Níveis muito baixos de lipoproteína de alta densidade do colesterol (HDL, sigla do inglês, High-Density Lipoprotein), hipertrigliceridemia grave e hipercolesterolemia familiar são algumas situações difíceis que os médicos podem se deparar no consultório quando atendem pacientes dislipidêmicos. Para discutir as melhores condutas nesses casos, especialistas se reuniram em um simpósio realizado durante o 34º Congresso Brasileiro de Endocrinologia e Metabologia (CBEM), realizado on-line pela Sociedade Brasileira de Endocrinologia e Metabologia (SBEM) no final de 2020. A sessão foi moderada pelo Dr. Alexis Dourado Guedes, médico e professor da Universidade do Estado da Bahia (UNEB) e da Faculdade de Tecnologia e Ciências (FTC), e pelo Dr. Joaquim Custódio da Silva Junior, médico do Hospital Aliança e diretor científico da Sociedade Brasileira de Diabetes – Regional Bahia (SBD Bahia), do CardioVascular Center e do Instituto Federal da Bahia (IFBA).
HDL muito baixo
De acordo com a Diretriz Brasileira de Dislipidemias e Prevenção da Aterosclerose, [1] considera-se que uma mulher apresenta valores baixos de HDL quando o nível é < 40 mg/dL e, no caso dos homens, quando < 50 mg/dL. Segundo a Dra.
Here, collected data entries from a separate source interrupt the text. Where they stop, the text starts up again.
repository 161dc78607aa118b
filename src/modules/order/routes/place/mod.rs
mod handler;
mod service;
mod types;

use crate::types::Context;
use axum::routing::{post, Router};
use std::sync::Arc;

pub fn get_router() -> Router<Arc<Context>> {
    Router::new().route("/", post(handler::handler))
}
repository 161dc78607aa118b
pub mod middleware;
pub mod repository;
mod routes;
pub mod service;

pub use routes::get_router;
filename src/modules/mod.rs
pub mod auth;
pub mod cart;
pub mod category;
pub mod order;
pub mod product;
pub mod user;

mod router;
pub use router::get_router;
use super::service::service;
use super::types::request;
use crate::modules::auth::middleware::Auth;
use crate::types::Context;
use axum::{
    extract::{Json, State},
    response::IntoResponse,
};
use std::sync::Arc;

pub async fn handler(
    State(ctx): State<Arc<Context>>,
    auth: Auth,
    Json(body): Json<request::Body>,
) -> impl IntoResponse {
    service(ctx, auth, body).await
}
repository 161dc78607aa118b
pub mod request {
    use serde::Deserialize;

    #[derive(Deserialize)]
    pub struct Body {
        pub title: Option<String>,
        pub quantity: Option<i64>,
    }
}

pub mod response {
    use axum::{http::StatusCode, response::IntoResponse, Json};
    use serde_json::json;

    use crate::{modules::cart::repository::CartItem, utils::validation::FieldError};

    pub enum Success {
        Created(CartItem),
    }

    impl IntoResponse for Success {
        fn into_response(self) -> axum::response::Response {
            match self {
                Self::Created(item) => (StatusCode::CREATED, Json(json!(item))).into_response(),
            }
        }
    }

    pub enum Error {
        ValidationFailed(Vec<FieldError>),
        ActiveCartMissing,
        FailedToAddItem,
    }

    impl IntoResponse for Error {
        fn into_response(self) -> axum::response::Response {
            match self {
                Self::ValidationFailed(errors) => {
                    (StatusCode::BAD_REQUEST, Json(json!(errors))).into_response()
                }
                Self::ActiveCartMissing => (
                    StatusCode::INTERNAL_SERVER_ERROR,
                    Json(json!({ "error": "Active cart is missing" })),
                )
                    .into_response(),
                Self::FailedToAddItem => (
                    StatusCode::INTERNAL_SERVER_ERROR,
                    Json(json!({ "error": "Failed to add item to cart" })),
                )
                    .into_response(),
            }
        }
    }

    pub type Response = Result<Success, Error>;
}
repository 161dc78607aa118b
use super::{auth, cart, category, order, product, user};
use crate::types::Context;
use axum::{http::StatusCode, response::IntoResponse, routing::get, Json, Router};
use serde_json::json;
use std::sync::Arc;

async fn health_check() -> impl IntoResponse {
    (
        StatusCode::OK,
        Json(json!({ "message": "Welcome to the webshop API" })),
    )
}

pub fn get_router() -> Router<Arc<Context>> {
    Router::new()
        .route("/", get(health_check))
        .nest("/auth", auth::get_router())
        .nest("/users", user::get_router())
        .nest("/categories", category::get_router())
        .nest("/products", product::get_router())
        .nest("/cart", cart::get_router())
        .nest("/orders", order::get_router())
}
use super::service::service;
use super::types::request;
use crate::modules::auth::middleware::Auth;
use crate::types::Context;
use axum::{
    extract::{Json, Path, State},
    response::IntoResponse,
};
use std::sync::Arc;

pub async fn handler(
    Path(id): Path<String>,
    State(ctx): State<Arc<Context>>,
    auth: Auth,
    Json(body): Json<request::Body>,
) -> impl IntoResponse {
    service(ctx, auth, id, body).await
}
use crate::{
    modules,
    types::{Config, Context, ToContext},
};
use axum::{
    http::{header, Method},
    Extension, Router,
};
use std::sync::Arc;
use tokio::net::TcpListener;
use tower_http::{cors, trace};

pub struct App {
    ctx: Arc<Context>,
    router: Router,
}

impl App {
    pub async fn new(config: Config) -> Self {
        let ctx: Arc<Context> = Arc::new(config.to_context().await);

        // The route paths are a contract with existing clients, so the API is
        // mounted at the root rather than under a prefix.
        let router = Router::new()
            .merge(modules::get_router())
            .with_state(ctx.clone())
            .layer(Extension(ctx.clone()))
            .layer(trace::TraceLayer::new_for_http())
            .layer(
                cors::CorsLayer::new()
                    .allow_methods([
                        Method::OPTIONS,
                        Method::GET,
                        Method::POST,
                        Method::PATCH,
                        Method::DELETE,
                    ])
                    .allow_headers([header::CONTENT_TYPE, header::AUTHORIZATION])
                    .allow_origin(cors::Any),
            );

        Self { ctx, router }
    }

    pub fn router(&self) -> Router {
        self.router.clone()
    }

    pub async fn serve(self) {
        let listener = TcpListener::bind(format!("{}:{}", self.ctx.app.host, self.ctx.app.port))
            .await
            .unwrap();

        tracing::info!(
            "App is running on {}:{}",
            self.ctx.app.host,
            self.ctx.app.port
        );

        axum::serve(listener, self.router).await.unwrap();
    }
}
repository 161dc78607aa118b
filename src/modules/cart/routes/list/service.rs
use super::types::response;
use crate::{
    modules::{auth::middleware::Auth, cart::repository},
    types::Context,
    utils::pagination::{Paginated, Pagination},
};
use std::sync::Arc;

pub async fn service(ctx: Arc<Context>, auth: Auth, pagination: Pagination) -> response::Response {
    let cart = repository::find_active_by_owner_id(&ctx.db_conn.pool, auth.user.id.clone())
        .await
        .map_err(|_| response::Error::FailedToFetchCart)?
        .ok_or_else(|| {
            tracing::error!("User {} has no active cart", auth.user.id);
            response::Error::ActiveCartMissing
        })?;

    let (lines, total) = repository::find_lines_by_cart_id(
        &ctx.db_conn.pool,
        cart.id.clone(),
        pagination.offset,
        pagination.limit,
    )
    .await
    .map_err(|_| response::Error::FailedToFetchCart)?;

    let cart_total = repository::items_total_by_cart_id(&ctx.db_conn.pool, cart.id)
        .await
        .map_err(|_| response::Error::FailedToFetchCart)?;

    Ok(response::Success::Page(response::CartPage {
        page: Paginated::new(lines, total, &pagination, "/cart"),
        cart_total,
    }))
}
use super::types::{request, response};
use crate::{
    modules::{auth::middleware::Auth, cart::repository},
    types::Context,
    utils::validation::FieldError,
};
use std::sync::Arc;

pub async fn service(
    ctx: Arc<Context>,
    auth: Auth,
    id: String,
    body: request::Body,
) -> response::Response {
    let quantity = match body.quantity {
        None => {
            return Err(response::Error::ValidationFailed(vec![FieldError::new(
                "quantity",
                "Patch must include a quantity",
            )]))
        }
        Some(quantity) if quantity > 0 && quantity <= i32::MAX as i64 => quantity as i32,
        Some(_) => {
            return Err(response::Error::ValidationFailed(vec![FieldError::new(
                "quantity",
                "Quantity must be an integer greater than 0",
            )]))
        }
    };

    repository::update_line_quantity(&ctx.db_conn.pool, id, auth.user.id, quantity)
        .await
        .map_err(|_| response::Error::FailedToUpdateItem)?
        .ok_or(response::Error::NotFound)
        .map(response::Success::Updated)
}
Joana Dantas, médica endocrinologista do Hospital Universitário Clementino Fraga Filho da Universidade Federal do Rio de Janeiro (HCFF-UFRJ), do Hospital Pró-Cardíaco e membro da diretoria da SBD – Rio de Janeiro, estariam abaixo do percentil 10, podendo, portanto, ser considerados com níveis muito baixos de HDL, homens com valores < 30 mg/dL e mulheres com níveis < 35 mg/dL.
Quando um médico se depara com um caso de HDL muito baixo, é fundamental, segundo a palestrante, excluir doenças secundárias. Uma hipertrigliceridemia muito significativa, por exemplo, pode levar à redução importante do HDL. Além disso, o uso de anabolizantes, de corticoides e até mesmo reposição hormonal na mulher podem estar por trás dessa redução. “Devemos atentar também para mieloma múltiplo. Em pacientes que tinham HDL normal e de repente aparecem com HDL muito baixo, devemos pensar em doença inflamatória, câncer de início recente ou desnutrição”, explicou a médica, lembrando que, nos casos mais graves (HDL < 10 mg/dL), é importante procurar xantomas, opacificação do cristalino, hipertrofia de amígdalas, neuropatia periférica e história de HDL muito baixa na família, pois é possível que haja um componente genético envolvido. “Vamos ter na família pai e mãe com HDL em torno de 20 mg/dL se forem heterozigotos e o caso índice apresentando valores extremamente baixos nas formas homozigóticas”, alertou.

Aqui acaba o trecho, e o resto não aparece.